Search code examples
pythonhtmlparsingbeautifulsouphtml-parsing

Replacing table content using beautifulsoup


I want to parse a HTML document which has tabular data also in it using beautiful soup. I am doing some NLP over it.

The table cells might have just numbers or might be text heavy. So before doing soup.get_text(), I wish to change the content of the tabular data as per the following condition.

Condition: If the cell has more than two words( we can consider a number to be one word), then only keep it, else change the cell contents to an empty string.

<code to change table data based on condition>

soup = BeautifulSoup(html)
text = soup.get_text()

Here is something that I have tried.

    tables = soup.find_all('table')
    for table in tables:
        table_body = table.find('tbody')
        rows = table_body.find_all('tr')
        for row in rows:
            cols = row.find_all('td')
            for ele in cols:
                if len(ele.text.split(' ')<3):
                    ele.text = ''

However, we can't set ele.text so it throws an error.

Here's a simple HTML Structure with Table

<!DOCTYPE html>
<html>

   <head>
      <title>HTML Tables</title>
   </head>

   <body>
      <table border = "1">
         <tr>
            <td><p><span>Row 1, Column 1, This should be kept because it has more than two tokens</span></p></td>
            <td><p><span>not kept</span></p></td>
         </tr>

         <tr>
            <td><p><span>Row 2, Column 1, should be kept</span></p></td>
            <td><p><span>Row 2, Column 2, should be kept</span></p></td>
         </tr>
      </table>

   </body>
</html>

Solution

  • Once you found the element then use ele.string.replace_with("")
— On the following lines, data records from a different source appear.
//! Recency Tracker Module
//!
//! Keeps paste ids ordered by last access for LRU eviction.

use std::collections::VecDeque;

// == Recency Tracker ==
/// Access order of cached paste ids.
///
/// - Front = most recently used
/// - Back = least recently used
#[derive(Debug, Default)]
pub struct RecencyTracker {
    order: VecDeque<String>,
}

impl RecencyTracker {
    // == Constructor ==
    /// Creates an empty tracker.
    pub fn new() -> Self {
        Self {
            order: VecDeque::new(),
        }
    }

    // == Promote ==
    /// Moves `paste_id` to the most-recently-used position, inserting it if new.
    pub fn promote(&mut self, paste_id: &str) {
        if self.order.front().is_some_and(|front| front == paste_id) {
            return;
        }
        self.forget(paste_id);
        self.order.push_front(paste_id.to_string());
    }

    // == Forget ==
    /// Stops tracking `paste_id`.
    pub fn forget(&mut self, paste_id: &str) {
        if let Some(pos) = self.order.iter().position(|id| id == paste_id) {
            self.order.remove(pos);
        }
    }

    // == Pop Least Recent ==
    /// Removes and returns the least recently used id.
    pub fn pop_least_recent(&mut self) -> Option<String> {
        self.order.pop_back()
    }

    /// Ids from most to least recently used.
    pub fn iter(&self) -> impl Iterator<Item = &str> {
        self.order.iter().map(String::as_str)
    }

    pub fn len(&self) -> usize {
        self.order.len()
    }

    pub fn is_empty(&self) -> bool {
        self.order.is_empty()
    }
}
//! API Handlers
//!
//! Operational endpoints of the host process.

use axum::{extract::State, Json};

use crate::cache::{build_cache, SharedCache};
use crate::config::Config;
use crate::error::{CacheError, Result};
use crate::models::{HealthResponse, StatsResponse};

/// Application state shared across all handlers.
///
/// The paste routes of the surrounding service reach the cache through the
/// same `cache` handle.
#[derive(Clone)]
pub struct AppState {
    /// Backend selected at startup
    pub cache: SharedCache,
}

impl AppState {
    /// Creates a new AppState around an already-built cache.
    pub fn new(cache: SharedCache) -> Self {
        Self { cache }
    }

    /// Builds the configured cache backend.
    pub fn from_config(config: &Config) -> Result<Self> {
        Ok(Self::new(build_cache(&config.cache)?))
    }
}

/// Handler for GET /health
pub async fn health_handler(State(state): State<AppState>) -> Json<HealthResponse> {
    Json(HealthResponse::healthy(state.cache.backend_name()))
}

/// Handler for GET /stats
///
/// Only backends that keep usage counters can answer; others yield 404.
pub async fn stats_handler(State(state): State<AppState>) -> Result<Json<StatsResponse>> {
    let stats = state.cache.stats().await.ok_or_else(|| {
        CacheError::NotFound(format!(
            "the '{}' cache backend does not keep statistics",
            state.cache.backend_name()
        ))
    })?;

    Ok(Json(StatsResponse::new(state.cache.backend_name(), stats)))
}

#[cfg(test)]
mod tests {
    use super::*;
    use std::sync::Arc;

    use crate::cache::{CacheEntry, LocalCache, NoopCache};

    #[tokio::test]
    async fn test_health_handler_reports_backend() {
        let state = AppState::new(Arc::new(NoopCache::new()));

        let response = health_handler(State(state)).await;
        assert_eq!(response.status, "healthy");
        assert_eq!(response.backend, "none");
    }

    #[tokio::test]
    async fn test_stats_handler_local_backend() {
        let state = AppState::new(Arc::new(LocalCache::new(5).unwrap()));
        state
            .cache
            .push_paste_all("abc", CacheEntry::new().with_rendered("x"))
            .await
            .unwrap();
        state.cache.get_paste_rendered("abc").await.unwrap();
        state.cache.get_paste_rendered("zzz").await.unwrap();

        let response = stats_handler(State(state)).await.unwrap();
        assert_eq!(response.backend, "local");
        assert_eq!((response.stats.hits, response.stats.misses), (1, 1));
        assert_eq!(response.stats.entries, 1);
        assert_eq!(response.stats.capacity, 5);
        assert_eq!(response.hit_rate, Some(0.5));
    }

    #[tokio::test]
    async fn test_stats_handler_without_stats() {
        let state = AppState::new(Arc::new(NoopCache::new()));

        let result = stats_handler(State(state)).await;
        assert!(matches!(result, Err(CacheError::NotFound(_))));
    }

    #[test]
    fn test_state_from_default_config() {
        let state = AppState::from_config(&Config::default()).unwrap();
        assert_eq!(state.cache.backend_name(), "local");
    }
}
//! Error types for the paste cache
//!
//! Provides unified error handling using thiserror.

use axum::{
    http::StatusCode,
    response::{IntoResponse, Response},
    Json,
};
use serde_json::json;
use thiserror::Error;

// == Cache Error Enum ==
/// Unified error type for every cache backend and the host surface.
///
/// A cache miss is never an error; getters return `Ok(None)` instead.
#[derive(Error, Debug)]
pub enum CacheError {
    /// A backend needs a client library that was not compiled in
    #[error("Missing dependency: {0}")]
    MissingDependency(String),

    /// Configuration rejected at startup
    #[error("Invalid configuration: {0}")]
    InvalidConfig(String),

    /// Networked backend used outside of its serving period
    #[error("Remote cache is not connected")]
    NotConnected,

    /// External key-value service failure
    #[error("Remote cache error: {0}")]
    Remote(String),

    /// Cached value could not be encoded or decoded
    #[error("Serialization error: {0}")]
    Serialization(#[from] serde_json::Error),

    /// Cached rendered value is not valid UTF-8
    #[error("Invalid UTF-8 in cached value: {0}")]
    InvalidUtf8(#[from] std::string::FromUtf8Error),

    /// Requested resource is not available
    #[error("Not found: {0}")]
    NotFound(String),

    /// Internal server error
    #[error("Internal error: {0}")]
    Internal(String),
}

#[cfg(feature = "redis-backend")]
impl From<redis::RedisError> for CacheError {
    fn from(err: redis::RedisError) -> Self {
        CacheError::Remote(err.to_string())
    }
}

// == IntoResponse Implementation ==
impl IntoResponse for CacheError {
    fn into_response(self) -> Response {
        let status = match &self {
            CacheError::NotFound(_) => StatusCode::NOT_FOUND,
            CacheError::NotConnected | CacheError::Remote(_) => StatusCode::SERVICE_UNAVAILABLE,
            _ => StatusCode::INTERNAL_SERVER_ERROR,
        };

        let body = Json(json!({
            "error": self.to_string()
        }));

        (status, body).into_response()
    }
}

// == Result Type Alias ==
/// Convenience Result type for the paste cache.
pub type Result<T> = std::result::Result<T, CacheError>;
    Based on your sample html

    html='''<html>
    
       <head>
          <title>HTML Tables</title>
       </head>
    
       <body>
          <table border = "1">
             <tr>
                <td><p><span>Row 1, Column 1, This should be kept because it has more than two tokens</span></p></td>
                <td><p><span>not kept</span></p></td>
             </tr>
    
             <tr>
                <td><p><span>Row 2, Column 1, should be kept</span></p></td>
                <td><p><span>Row 2, Column 2, should be kept</span></p></td>
             </tr>
          </table>
    
       </body>
    </html>'''
    
    soup=BeautifulSoup(html,'html.parser')
    tables = soup.find_all('table')
    for table in tables:
        rows = table.find_all('tr')
        for row in rows:
            cols = row.find_all('td')
            for ele in cols:
                if len(ele.text.split(' '))<3:
                   ele.string.replace_with("")
    
    print(soup)
    

    Output:

    <html>
    <head>
    <title>HTML Tables</title>
    </head>
    <body>
    <table border="1">
    <tr>
    <td><p><span>Row 1, Column 1, This should be kept because it has more than two tokens</span></p></td>
    <td><p><span></span></p></td>
    </tr>
    <tr>
    <td><p><span>Row 2, Column 1, should be kept</span></p></td>
    <td><p><span>Row 2, Column 2, should be kept</span></p></td>
    </tr>
    </table>
    </body>
    </html>